Entre otros significados, este acto de registrar implica una apropiación intensa de la persona al
sistema del Estado nación, pues de inmediato está ahí plasmada su identidad
legal y el potencial de vínculos sobre él.
El heroísmo nos refiere a lo extraordinario, al
evento sin igual, entonces así como el moderno Estado laico registra y apropia a
la niñez, también el simbolismo de los chavales héroes sirve para integrar a la
infancia en el imaginario de lo no ordinario. En el mismo siglo, México erige
el panteón de la Patria y funda el Registro civil; esta coincidencia es
necesaria, no es casualidad sino causalidad. El individuo (desde el nacimiento
hasta la muerte y su recuerdo póstumo) se integra en el sistema complejo de la
Nación. El Estado opera cual maquinaria clave (el conjunto operador de poder y
administración) de esta Nación moderna, que incluye desde la mitología hasta el
Acta de Nacimiento.
Sentido fuerte
Para culminar este comentario, desvirtuamos la
opinión “multicultural” cuando sostiene que la Nación es un “imaginario”[5] en el sentido débil del término, pues descubrimos lo opuesto, ya que el
aspecto imaginario de lo que hemos anotado siempre está sostenido por eventos materiales. El culto a los niños héroes conmemora
a cadetes militares, por tanto
armoniza con la institución guerrera y le otorga una aureola de respetabilidad,
en un gesto funcional para el ejército, en cuanto institución especialista en
monopolizar la violencia empujándola hacia los márgenes permitidos.
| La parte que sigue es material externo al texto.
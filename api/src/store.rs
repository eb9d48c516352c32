use crate::errors::Result;
use crate::model::Reading;
use async_trait::async_trait;
use chrono::{DateTime, Utc};
use std::sync::{Arc, RwLock};

/// Read access to stored readings.
///
/// Implementations are constructed once at startup and shared between
/// requests behind an `Arc`.
#[async_trait]
pub trait ReadingStore: Send + Sync {
    /// Every reading, newest first.
    async fn all_readings_desc(&self) -> Result<Vec<Reading>>;

    /// Up to `limit` readings of `device_id`, newest first.
    async fn recent_for_device(&self, device_id: &str, limit: usize) -> Result<Vec<Reading>>;

    /// Readings of `device_id` with `timestamp >= since`, oldest first.
    async fn readings_since(&self, device_id: &str, since: DateTime<Utc>) -> Result<Vec<Reading>>;
}

/// Process-local store backing the router and store tests.
#[derive(Debug, Clone, Default)]
pub struct MemoryReadingStore {
    readings: Arc<RwLock<Vec<Reading>>>,
}

impl MemoryReadingStore {
    pub fn new(readings: Vec<Reading>) -> Self {
        Self {
            readings: Arc::new(RwLock::new(readings)),
        }
    }

    pub fn insert(&self, reading: Reading) {
        self.write().push(reading);
    }

    fn read(&self) -> std::sync::RwLockReadGuard<'_, Vec<Reading>> {
        self.readings.read().unwrap_or_else(|poisoned| poisoned.into_inner())
    }

    fn write(&self) -> std::sync::RwLockWriteGuard<'_, Vec<Reading>> {
        self.readings.write().unwrap_or_else(|poisoned| poisoned.into_inner())
    }
}

#[async_trait]
impl ReadingStore for MemoryReadingStore {
    async fn all_readings_desc(&self) -> Result<Vec<Reading>> {
        let mut readings = self.read().clone();
        readings.sort_by(|a, b| b.timestamp.cmp(&a.timestamp));
        Ok(readings)
    }

    async fn recent_for_device(&self, device_id: &str, limit: usize) -> Result<Vec<Reading>> {
        let mut readings: Vec<Reading> = self
            .read()
            .iter()
            .filter(|r| r.device_id == device_id)
            .cloned()
            .collect();
        readings.sort_by(|a, b| b.timestamp.cmp(&a.timestamp));
        readings.truncate(limit);
        Ok(readings)
    }

    async fn readings_since(&self, device_id: &str, since: DateTime<Utc>) -> Result<Vec<Reading>> {
        let mut readings: Vec<Reading> = self
            .read()
            .iter()
            .filter(|r| r.device_id == device_id && r.timestamp >= since)
            .cloned()
            .collect();
        readings.sort_by_key(|r| r.timestamp);
        Ok(readings)
    }
}
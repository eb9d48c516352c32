use anyhow::Context;
use aqi_api::config::Config;
use aqi_api::db::{self, PgReadingStore};
use aqi_api::{metrics, rest};
use axum::{routing::get, Router};
use clap::Parser;
use std::future::IntoFuture;
use std::sync::Arc;
use tower_http::cors::{Any, CorsLayer};
use tower_http::trace::TraceLayer;
use tracing::{error, info};
use tracing_subscriber::EnvFilter;

#[tokio::main]
async fn main() {
    let config = Config::parse();

    // Initialize logging
    tracing_subscriber::fmt()
        .with_env_filter(
            EnvFilter::try_from_default_env().unwrap_or_else(|_| EnvFilter::new(&config.log_level)),
        )
        .init();

    if let Err(e) = run(config).await {
        error!("{:#}", e);
        std::process::exit(1);
    }

    info!("Shutting down");
}

async fn run(config: Config) -> anyhow::Result<()> {
    info!("Starting air-quality API");
    info!("HTTP server: {}", config.http_addr);
    info!("Database: {}", config.redacted_database_url());

    metrics::init_metrics().context("Failed to register metrics")?;

    let pool = db::make_pool(&config)
        .await
        .context("Failed to connect to database")?;
    let store = Arc::new(PgReadingStore::new(pool));

    let app = Router::new()
        .route("/metrics", get(rest::metrics_handler))
        .merge(rest::create_router(store))
        .layer(TraceLayer::new_for_http())
        .layer(
            CorsLayer::new()
                .allow_origin(Any)
                .allow_methods(Any)
                .allow_headers(Any),
        );

    let listener = tokio::net::TcpListener::bind(&config.http_addr)
        .await
        .with_context(|| format!("Failed to bind to {}", config.http_addr))?;

    info!("HTTP server listening on {}", config.http_addr);

    tokio::select! {
        result = axum::serve(listener, app).into_future() => {
            result.context("HTTP server error")?;
            error!("HTTP server terminated");
        }
        _ = tokio::signal::ctrl_c() => {
            info!("Received shutdown signal");
        }
    }

    Ok(())
}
El Registro
Civil acompaña al denso sistema educativo, de salud, legal, etc. mediante el
cual el Estado adopta las funciones de paternidad[6]. La vinculación de la
efeméride cívica y el Registro oficial de nacimientos se destaca, porque no dibuja
caprichos de imaginación en el sentido débil, sino colorea un asunto muy
material-ista en el contenido más denso del término, pues la Nación —por el
significado granítico de su recóndita esencia— implica la reproducción de una comunidad.
NOTAS
[1] Es obvio
que ninguna obra humana es eterna, sin embargo, la temporalidad nacional
pertenece a las ucronías de lo eterno. Existe un motivo material e ideológico
para tal visión de tipo “eterna”. Cf. Las
aguas reflejantes, el espejo de la nación.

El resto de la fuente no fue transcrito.